Building on this observation, we develop a machine learning pipeline that performs data collection, feature extraction, and binary classification for IoT traffic DDoS detection. The features are designed to capitalize on IoT-specific network behaviors, while also leveraging network flow characteristics such as packet length, inter-packet intervals, and protocol. We compare a variety of classifiers for attack detection, including random forests, K-nearest neighbors, support vector machines, decision trees, and neural networks.

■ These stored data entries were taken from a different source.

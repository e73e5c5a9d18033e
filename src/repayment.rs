//! Repayment records and the payment request that creates them
use super::application::{number_or_text, parse_float};
use super::error::ValidationError;
use super::loan::{CalendarDate, TimeStamp};
use super::utils::non_blank;
use chrono::Utc;
use serde::Deserialize;

// Key in the repayments tree is `repayment_id`. Immutable once written.
#[derive(minicbor::Encode, minicbor::Decode, serde::Serialize, Debug, Clone, PartialEq)]
#[serde(rename_all = "camelCase")]
pub struct Repayment {
    #[n(0)]
    pub repayment_id: String,
    #[n(1)]
    pub loan_id: String, // reference only, the loan is not owned
    #[n(2)]
    pub payment_date: CalendarDate,
    #[n(3)]
    pub amount_paid: f64,
    #[n(4)]
    pub payment_method: Option<String>,
    #[n(5)]
    pub reference_number: Option<String>,
    #[n(6)]
    pub notes: Option<String>,
    #[n(7)]
    pub recorded_by: String,
    #[n(8)]
    pub created_at: TimeStamp<Utc>,
}

#[derive(Deserialize, Debug, Default, Clone, PartialEq)]
#[serde(rename_all = "camelCase", default)]
pub struct PaymentRequest {
    pub loan_id: Option<String>,
    pub payment_date: Option<String>,
    #[serde(deserialize_with = "number_or_text")]
    pub amount_paid: Option<String>,
    pub payment_method: Option<String>,
    pub reference_number: Option<String>,
    pub notes: Option<String>,
}

/// A payment request that passed shape validation
#[derive(Debug, Clone, PartialEq)]
pub struct ValidPayment {
    pub loan_id: String,
    pub payment_date: CalendarDate,
    pub amount_paid: f64,
    pub payment_method: Option<String>,
    pub reference_number: Option<String>,
    pub notes: Option<String>,
}

impl PaymentRequest {
    pub fn new(loan_id: &str, payment_date: &str, amount_paid: &str) -> Self {
        Self {
            loan_id: Some(loan_id.to_string()),
            payment_date: Some(payment_date.to_string()),
            amount_paid: Some(amount_paid.to_string()),
            ..Self::default()
        }
    }
    pub fn set_payment_method(mut self, method: &str) -> Self {
        self.payment_method = Some(method.to_string());
        self
    }
    pub fn set_reference_number(mut self, reference: &str) -> Self {
        self.reference_number = Some(reference.to_string());
        self
    }
    pub fn set_notes(mut self, notes: &str) -> Self {
        self.notes = Some(notes.to_string());
        self
    }

    pub fn validate(&self) -> Result<ValidPayment, ValidationError> {
        let loan_id =
            non_blank(self.loan_id.clone()).ok_or(ValidationError::MissingField("loanId"))?;
        let payment_date = match non_blank(self.payment_date.clone()) {
            Some(raw) => CalendarDate::parse("paymentDate", &raw)?,
            None => return Err(ValidationError::MissingField("paymentDate")),
        };
        let amount_paid = parse_float("amountPaid", self.amount_paid.as_deref())?;
        if amount_paid <= 0.0 {
            return Err(ValidationError::OutOfRange {
                field: "amountPaid",
                value: amount_paid.to_string(),
            });
        }

        Ok(ValidPayment {
            loan_id,
            payment_date,
            amount_paid,
            payment_method: non_blank(self.payment_method.clone()),
            reference_number: non_blank(self.reference_number.clone()),
            notes: non_blank(self.notes.clone()),
        })
    }
}

impl ValidPayment {
    pub fn into_repayment(
        self,
        repayment_id: String,
        recorded_by: String,
        created_at: TimeStamp<Utc>,
    ) -> Repayment {
        Repayment {
            repayment_id,
            loan_id: self.loan_id,
            payment_date: self.payment_date,
            amount_paid: self.amount_paid,
            payment_method: self.payment_method,
            reference_number: self.reference_number,
            notes: self.notes,
            recorded_by,
            created_at,
        }
    }
}

#[cfg(test)]
mod tests {
    use super::*;

    #[test]
    fn missing_fields_are_named() {
        let err = PaymentRequest::default().validate().unwrap_err();
        assert_eq!(err, ValidationError::MissingField("loanId"));

        let err = PaymentRequest::new("loan1x", " ", "10").validate().unwrap_err();
        assert_eq!(err, ValidationError::MissingField("paymentDate"));

        let err = PaymentRequest::new("loan1x", "2024-03-01", "").validate().unwrap_err();
        assert_eq!(err, ValidationError::MissingField("amountPaid"));
    }

    #[test]
    fn amount_must_be_positive() {
        assert!(PaymentRequest::new("loan1x", "2024-03-01", "0").validate().is_err());
        assert!(PaymentRequest::new("loan1x", "2024-03-01", "-5").validate().is_err());
        assert!(PaymentRequest::new("loan1x", "2024-03-01", "abc").validate().is_err());

        let valid = PaymentRequest::new("loan1x", "2024-03-01", "250.50")
            .set_payment_method("cash")
            .validate()
            .unwrap();
        assert_eq!(valid.amount_paid, 250.5);
        assert_eq!(valid.payment_method.as_deref(), Some("cash"));
    }
}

Given the lack of public datasets of consumer IoT attack traffic, we generate classifier training data by simulating a consumer IoT device network. We set up a local network comprised of a router, some popular consumer IoT devices for benign traffic, and some adversarial devices performing DoS attacks. Our classifiers successfully identify attack traffic with an accuracy higher than 0.999. We found that random forest, K-nearest neighbors, and neural net classifiers were particularly effective. We expect that deep learning classifiers will continue to be effective with additional data from real-world deployments.

Our pipeline is designed to operate on network middleboxes (e.g. routers, firewalls, or network switches) to identify anomalous traffic and corresponding devices that may be part of an ongoing botnet. The pipeline is flow-based, stateless, and protocol-agnostic; therefore, it is well suited for deployment on consumer home gateway routers or ISP-controlled switches. To our knowledge, this is the first network anomaly detection framework to focus on IoT-specific features, as well as the first to apply anomaly detection specifically to IoT botnets at the local network level.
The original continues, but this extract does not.